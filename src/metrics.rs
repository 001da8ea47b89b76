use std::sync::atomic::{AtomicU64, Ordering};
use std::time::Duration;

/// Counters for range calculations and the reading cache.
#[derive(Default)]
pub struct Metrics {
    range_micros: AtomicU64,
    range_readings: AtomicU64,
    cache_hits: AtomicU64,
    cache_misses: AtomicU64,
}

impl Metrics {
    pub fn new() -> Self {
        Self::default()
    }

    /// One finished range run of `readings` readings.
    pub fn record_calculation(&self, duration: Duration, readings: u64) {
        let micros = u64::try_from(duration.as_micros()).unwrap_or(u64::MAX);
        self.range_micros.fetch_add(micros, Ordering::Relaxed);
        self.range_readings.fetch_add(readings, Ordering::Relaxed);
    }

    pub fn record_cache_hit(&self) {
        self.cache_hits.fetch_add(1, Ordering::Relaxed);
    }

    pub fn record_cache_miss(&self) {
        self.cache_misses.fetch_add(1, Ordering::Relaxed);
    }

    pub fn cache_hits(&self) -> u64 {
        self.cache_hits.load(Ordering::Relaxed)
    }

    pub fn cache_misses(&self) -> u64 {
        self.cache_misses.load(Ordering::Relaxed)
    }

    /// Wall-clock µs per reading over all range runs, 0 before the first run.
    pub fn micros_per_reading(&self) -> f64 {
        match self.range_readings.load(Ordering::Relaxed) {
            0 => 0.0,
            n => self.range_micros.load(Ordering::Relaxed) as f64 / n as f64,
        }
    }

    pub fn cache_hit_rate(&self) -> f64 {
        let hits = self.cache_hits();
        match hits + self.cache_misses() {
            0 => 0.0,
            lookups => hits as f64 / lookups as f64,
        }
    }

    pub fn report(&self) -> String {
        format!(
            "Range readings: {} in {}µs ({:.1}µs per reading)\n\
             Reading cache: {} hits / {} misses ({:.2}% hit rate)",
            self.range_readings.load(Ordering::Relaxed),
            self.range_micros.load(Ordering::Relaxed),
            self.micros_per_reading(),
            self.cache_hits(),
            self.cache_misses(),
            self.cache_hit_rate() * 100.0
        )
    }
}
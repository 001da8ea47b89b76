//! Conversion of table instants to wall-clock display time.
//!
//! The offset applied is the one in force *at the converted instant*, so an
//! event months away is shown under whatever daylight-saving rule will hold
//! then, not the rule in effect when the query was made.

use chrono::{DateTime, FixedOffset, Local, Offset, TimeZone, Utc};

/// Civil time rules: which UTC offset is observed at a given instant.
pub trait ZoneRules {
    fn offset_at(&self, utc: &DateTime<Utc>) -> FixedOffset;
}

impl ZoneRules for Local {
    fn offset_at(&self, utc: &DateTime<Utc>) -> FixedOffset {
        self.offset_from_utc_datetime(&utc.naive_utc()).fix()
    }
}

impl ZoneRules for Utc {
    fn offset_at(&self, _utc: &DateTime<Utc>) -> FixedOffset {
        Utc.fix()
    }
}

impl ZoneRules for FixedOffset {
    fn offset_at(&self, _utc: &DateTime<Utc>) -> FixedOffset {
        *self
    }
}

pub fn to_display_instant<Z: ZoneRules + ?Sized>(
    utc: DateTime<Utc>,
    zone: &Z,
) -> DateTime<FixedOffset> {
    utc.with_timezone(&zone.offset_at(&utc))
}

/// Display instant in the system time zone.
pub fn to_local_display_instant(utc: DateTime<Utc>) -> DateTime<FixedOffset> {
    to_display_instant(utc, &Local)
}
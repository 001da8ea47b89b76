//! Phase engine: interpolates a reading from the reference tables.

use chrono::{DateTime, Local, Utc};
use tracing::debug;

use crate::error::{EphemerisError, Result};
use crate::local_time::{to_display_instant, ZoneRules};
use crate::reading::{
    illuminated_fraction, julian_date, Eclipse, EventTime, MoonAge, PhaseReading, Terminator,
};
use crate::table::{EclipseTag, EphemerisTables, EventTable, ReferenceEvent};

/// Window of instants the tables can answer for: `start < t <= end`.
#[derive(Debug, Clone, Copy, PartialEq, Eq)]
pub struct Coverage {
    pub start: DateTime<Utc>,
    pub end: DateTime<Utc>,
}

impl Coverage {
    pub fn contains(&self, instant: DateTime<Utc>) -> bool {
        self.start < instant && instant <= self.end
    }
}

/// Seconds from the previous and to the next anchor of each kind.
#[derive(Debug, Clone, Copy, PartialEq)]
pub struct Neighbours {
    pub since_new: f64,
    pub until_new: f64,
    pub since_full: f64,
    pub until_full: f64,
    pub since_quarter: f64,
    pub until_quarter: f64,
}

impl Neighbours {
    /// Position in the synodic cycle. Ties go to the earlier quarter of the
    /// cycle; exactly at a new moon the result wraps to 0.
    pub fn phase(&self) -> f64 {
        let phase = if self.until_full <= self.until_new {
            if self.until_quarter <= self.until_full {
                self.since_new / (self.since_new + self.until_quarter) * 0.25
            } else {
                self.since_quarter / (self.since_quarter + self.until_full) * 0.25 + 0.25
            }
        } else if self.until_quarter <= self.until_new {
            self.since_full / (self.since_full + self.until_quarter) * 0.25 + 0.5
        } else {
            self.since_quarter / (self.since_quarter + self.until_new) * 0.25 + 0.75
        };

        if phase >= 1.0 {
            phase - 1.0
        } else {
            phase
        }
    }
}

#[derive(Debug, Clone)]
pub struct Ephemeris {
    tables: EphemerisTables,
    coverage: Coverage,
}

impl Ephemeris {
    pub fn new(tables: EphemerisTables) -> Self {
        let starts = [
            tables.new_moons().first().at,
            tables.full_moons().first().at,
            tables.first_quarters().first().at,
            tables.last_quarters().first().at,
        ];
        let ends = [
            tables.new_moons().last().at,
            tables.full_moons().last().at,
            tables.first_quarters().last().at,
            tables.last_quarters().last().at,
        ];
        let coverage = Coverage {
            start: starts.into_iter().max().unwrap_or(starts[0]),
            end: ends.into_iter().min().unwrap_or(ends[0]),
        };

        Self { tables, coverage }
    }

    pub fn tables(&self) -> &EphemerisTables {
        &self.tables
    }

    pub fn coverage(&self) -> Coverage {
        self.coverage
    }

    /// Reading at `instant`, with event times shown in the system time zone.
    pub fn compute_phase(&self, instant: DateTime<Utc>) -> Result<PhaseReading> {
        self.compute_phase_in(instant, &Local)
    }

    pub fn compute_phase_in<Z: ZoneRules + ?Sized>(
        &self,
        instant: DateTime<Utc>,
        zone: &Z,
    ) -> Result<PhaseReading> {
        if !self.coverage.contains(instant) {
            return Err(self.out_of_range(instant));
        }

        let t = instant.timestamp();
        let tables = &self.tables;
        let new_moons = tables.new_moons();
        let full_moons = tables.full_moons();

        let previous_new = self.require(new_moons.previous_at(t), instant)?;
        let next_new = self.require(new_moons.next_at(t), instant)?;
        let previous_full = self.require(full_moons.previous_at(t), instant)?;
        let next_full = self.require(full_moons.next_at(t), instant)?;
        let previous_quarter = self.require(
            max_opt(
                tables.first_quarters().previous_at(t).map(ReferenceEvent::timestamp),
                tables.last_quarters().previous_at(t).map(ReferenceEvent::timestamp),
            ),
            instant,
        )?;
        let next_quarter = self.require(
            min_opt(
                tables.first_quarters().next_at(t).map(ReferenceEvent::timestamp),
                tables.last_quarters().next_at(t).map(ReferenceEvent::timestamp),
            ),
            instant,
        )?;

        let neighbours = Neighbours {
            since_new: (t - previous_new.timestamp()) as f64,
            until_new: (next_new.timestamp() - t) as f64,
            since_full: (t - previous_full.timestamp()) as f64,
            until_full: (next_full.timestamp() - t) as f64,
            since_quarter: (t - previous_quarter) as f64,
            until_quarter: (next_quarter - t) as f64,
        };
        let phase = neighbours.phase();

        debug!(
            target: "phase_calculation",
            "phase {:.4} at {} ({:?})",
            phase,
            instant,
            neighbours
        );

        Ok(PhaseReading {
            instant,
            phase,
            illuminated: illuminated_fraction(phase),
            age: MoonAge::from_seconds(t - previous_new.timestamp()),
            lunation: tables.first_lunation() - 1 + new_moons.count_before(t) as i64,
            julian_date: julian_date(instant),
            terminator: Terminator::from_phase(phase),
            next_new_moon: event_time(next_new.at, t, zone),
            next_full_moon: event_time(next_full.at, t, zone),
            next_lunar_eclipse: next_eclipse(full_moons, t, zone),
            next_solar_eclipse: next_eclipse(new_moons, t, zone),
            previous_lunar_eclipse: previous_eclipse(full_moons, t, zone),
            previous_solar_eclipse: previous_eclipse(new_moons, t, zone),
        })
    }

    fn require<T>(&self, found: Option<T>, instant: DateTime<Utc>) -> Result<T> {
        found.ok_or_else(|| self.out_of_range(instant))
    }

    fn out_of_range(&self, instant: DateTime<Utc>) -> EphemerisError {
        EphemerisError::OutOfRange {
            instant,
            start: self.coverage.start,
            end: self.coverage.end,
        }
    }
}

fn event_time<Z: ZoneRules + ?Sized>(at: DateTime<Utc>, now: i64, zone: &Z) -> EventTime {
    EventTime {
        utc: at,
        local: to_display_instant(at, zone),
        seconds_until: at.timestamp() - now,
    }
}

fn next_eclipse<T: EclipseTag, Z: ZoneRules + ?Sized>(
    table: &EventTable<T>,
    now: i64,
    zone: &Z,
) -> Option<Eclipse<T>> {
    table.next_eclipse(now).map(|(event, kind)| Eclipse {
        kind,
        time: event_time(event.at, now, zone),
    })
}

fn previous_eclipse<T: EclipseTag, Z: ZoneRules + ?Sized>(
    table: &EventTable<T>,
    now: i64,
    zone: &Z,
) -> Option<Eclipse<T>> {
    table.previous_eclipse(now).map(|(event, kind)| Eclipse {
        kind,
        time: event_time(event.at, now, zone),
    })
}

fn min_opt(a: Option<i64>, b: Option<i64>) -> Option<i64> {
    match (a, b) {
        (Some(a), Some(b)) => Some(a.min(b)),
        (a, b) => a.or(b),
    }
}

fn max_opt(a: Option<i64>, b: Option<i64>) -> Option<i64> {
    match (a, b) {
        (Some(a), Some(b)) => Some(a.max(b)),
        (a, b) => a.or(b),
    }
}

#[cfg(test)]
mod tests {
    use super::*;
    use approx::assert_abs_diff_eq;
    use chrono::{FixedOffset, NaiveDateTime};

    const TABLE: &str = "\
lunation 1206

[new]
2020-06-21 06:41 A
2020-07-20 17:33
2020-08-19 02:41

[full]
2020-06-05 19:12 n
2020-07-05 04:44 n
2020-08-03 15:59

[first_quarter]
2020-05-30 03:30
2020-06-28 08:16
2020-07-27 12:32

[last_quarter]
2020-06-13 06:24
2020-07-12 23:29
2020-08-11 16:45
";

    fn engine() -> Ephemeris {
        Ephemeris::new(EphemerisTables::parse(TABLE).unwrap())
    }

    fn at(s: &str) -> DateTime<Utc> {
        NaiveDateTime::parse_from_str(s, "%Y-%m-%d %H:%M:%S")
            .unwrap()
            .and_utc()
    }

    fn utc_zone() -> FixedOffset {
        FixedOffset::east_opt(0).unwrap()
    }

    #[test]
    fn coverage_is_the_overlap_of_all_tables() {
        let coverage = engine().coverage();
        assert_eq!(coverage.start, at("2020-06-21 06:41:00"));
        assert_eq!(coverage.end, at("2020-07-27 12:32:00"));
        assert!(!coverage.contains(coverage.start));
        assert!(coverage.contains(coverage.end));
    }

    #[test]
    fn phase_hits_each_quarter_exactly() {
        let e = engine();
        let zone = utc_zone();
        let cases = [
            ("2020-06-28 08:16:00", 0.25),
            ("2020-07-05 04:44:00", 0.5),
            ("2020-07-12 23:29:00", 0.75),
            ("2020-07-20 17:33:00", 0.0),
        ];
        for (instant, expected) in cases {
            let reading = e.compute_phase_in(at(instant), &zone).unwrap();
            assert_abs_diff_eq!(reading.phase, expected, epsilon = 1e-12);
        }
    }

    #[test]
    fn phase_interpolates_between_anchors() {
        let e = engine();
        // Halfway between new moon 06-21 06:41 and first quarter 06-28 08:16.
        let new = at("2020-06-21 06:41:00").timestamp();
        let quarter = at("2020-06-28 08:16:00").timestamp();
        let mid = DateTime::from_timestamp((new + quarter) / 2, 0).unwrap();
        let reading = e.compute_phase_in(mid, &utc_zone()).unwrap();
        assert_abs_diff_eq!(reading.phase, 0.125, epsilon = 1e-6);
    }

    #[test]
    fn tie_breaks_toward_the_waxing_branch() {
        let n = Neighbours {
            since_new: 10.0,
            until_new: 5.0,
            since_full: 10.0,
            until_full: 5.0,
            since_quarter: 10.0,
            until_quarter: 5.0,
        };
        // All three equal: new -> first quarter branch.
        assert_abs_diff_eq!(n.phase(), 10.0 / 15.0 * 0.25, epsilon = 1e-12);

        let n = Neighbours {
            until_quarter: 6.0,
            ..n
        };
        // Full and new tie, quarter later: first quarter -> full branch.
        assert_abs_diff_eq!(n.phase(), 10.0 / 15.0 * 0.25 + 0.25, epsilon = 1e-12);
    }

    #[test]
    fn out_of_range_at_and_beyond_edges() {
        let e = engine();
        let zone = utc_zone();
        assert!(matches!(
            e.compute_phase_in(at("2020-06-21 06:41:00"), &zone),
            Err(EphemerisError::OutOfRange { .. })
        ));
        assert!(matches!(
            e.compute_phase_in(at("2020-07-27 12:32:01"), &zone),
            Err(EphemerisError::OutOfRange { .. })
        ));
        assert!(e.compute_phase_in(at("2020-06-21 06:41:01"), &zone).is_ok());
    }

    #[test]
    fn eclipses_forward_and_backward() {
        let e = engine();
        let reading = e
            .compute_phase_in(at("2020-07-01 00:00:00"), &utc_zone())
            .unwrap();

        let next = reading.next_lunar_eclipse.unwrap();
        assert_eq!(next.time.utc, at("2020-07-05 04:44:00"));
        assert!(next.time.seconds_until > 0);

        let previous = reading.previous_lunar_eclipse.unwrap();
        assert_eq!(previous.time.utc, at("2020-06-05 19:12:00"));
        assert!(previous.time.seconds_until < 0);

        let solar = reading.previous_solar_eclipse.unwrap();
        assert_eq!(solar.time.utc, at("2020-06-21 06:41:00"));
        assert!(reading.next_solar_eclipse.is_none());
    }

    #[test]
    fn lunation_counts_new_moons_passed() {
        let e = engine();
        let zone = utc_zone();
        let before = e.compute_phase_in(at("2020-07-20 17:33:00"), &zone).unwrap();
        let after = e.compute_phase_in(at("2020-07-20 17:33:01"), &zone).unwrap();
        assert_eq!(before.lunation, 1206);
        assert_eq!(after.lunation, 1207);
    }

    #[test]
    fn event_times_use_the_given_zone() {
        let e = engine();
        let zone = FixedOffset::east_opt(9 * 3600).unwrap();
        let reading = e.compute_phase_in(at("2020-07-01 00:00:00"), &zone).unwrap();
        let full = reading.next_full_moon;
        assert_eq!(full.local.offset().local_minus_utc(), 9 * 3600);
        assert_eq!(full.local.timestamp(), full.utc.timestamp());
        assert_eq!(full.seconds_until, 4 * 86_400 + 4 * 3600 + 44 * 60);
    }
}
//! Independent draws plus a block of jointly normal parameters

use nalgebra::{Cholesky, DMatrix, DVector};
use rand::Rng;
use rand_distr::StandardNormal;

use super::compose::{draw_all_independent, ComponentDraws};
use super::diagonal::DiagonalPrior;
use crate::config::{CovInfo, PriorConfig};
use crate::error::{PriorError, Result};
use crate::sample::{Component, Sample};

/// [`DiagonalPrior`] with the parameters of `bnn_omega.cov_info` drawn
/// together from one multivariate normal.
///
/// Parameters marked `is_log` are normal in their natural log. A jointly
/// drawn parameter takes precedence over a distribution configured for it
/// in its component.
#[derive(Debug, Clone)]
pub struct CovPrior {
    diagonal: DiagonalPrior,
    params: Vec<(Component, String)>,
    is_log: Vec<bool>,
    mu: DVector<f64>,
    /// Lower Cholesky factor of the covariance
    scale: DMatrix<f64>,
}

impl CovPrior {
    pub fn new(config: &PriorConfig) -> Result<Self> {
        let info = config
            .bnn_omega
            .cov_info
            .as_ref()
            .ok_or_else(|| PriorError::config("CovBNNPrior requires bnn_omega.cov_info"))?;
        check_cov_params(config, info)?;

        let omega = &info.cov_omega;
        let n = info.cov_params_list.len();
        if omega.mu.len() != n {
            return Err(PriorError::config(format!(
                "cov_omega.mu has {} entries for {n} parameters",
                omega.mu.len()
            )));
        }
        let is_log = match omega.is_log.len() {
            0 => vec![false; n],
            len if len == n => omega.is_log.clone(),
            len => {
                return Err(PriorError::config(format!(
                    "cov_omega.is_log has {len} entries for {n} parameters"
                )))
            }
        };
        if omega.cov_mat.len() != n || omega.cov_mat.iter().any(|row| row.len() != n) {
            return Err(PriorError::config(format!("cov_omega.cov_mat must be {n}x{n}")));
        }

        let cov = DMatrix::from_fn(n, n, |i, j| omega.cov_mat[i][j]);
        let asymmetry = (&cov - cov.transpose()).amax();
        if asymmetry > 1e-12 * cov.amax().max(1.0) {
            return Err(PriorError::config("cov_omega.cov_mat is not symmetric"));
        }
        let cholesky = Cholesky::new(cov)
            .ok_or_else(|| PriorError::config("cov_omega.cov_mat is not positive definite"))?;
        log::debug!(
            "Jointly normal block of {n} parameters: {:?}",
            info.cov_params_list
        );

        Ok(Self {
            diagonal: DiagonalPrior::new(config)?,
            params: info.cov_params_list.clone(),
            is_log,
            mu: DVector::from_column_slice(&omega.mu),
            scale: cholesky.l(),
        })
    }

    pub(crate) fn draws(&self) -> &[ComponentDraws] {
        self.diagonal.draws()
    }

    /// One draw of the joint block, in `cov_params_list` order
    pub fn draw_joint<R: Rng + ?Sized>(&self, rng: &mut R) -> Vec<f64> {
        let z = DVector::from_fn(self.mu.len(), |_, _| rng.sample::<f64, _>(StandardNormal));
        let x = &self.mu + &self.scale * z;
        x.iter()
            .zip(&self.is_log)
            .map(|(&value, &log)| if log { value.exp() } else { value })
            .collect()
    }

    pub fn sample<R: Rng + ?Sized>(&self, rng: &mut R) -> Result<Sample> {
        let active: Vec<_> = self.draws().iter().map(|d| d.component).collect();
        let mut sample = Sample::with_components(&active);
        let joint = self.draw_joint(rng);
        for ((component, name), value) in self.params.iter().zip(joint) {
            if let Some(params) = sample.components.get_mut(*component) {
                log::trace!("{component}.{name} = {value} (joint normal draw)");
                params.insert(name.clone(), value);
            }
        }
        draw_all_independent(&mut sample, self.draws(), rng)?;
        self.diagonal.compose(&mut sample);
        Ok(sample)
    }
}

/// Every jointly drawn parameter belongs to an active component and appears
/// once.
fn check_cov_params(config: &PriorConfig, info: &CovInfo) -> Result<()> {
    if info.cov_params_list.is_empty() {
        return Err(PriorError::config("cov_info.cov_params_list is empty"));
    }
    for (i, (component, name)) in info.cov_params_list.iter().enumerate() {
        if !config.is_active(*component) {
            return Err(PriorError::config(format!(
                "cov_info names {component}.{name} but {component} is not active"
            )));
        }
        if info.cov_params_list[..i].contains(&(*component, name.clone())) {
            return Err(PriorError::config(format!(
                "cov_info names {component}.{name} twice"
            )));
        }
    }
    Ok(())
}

## WHAT TO WORK ON
Go through the lines above and copy any that contain "return".

## SOLUTION FOR THIS PROBLEM
            return Err(self.out_of_range(instant));
            return Err(PriorError::config(format!(
                return Err(PriorError::config(format!(
            return Err(PriorError::config(format!("cov_omega.cov_mat must be {n}x{n}")));
            return Err(PriorError::config("cov_omega.cov_mat is not symmetric"));
        return Err(PriorError::config("cov_info.cov_params_list is empty"));
            return Err(PriorError::config(format!(
            return Err(PriorError::config(format!(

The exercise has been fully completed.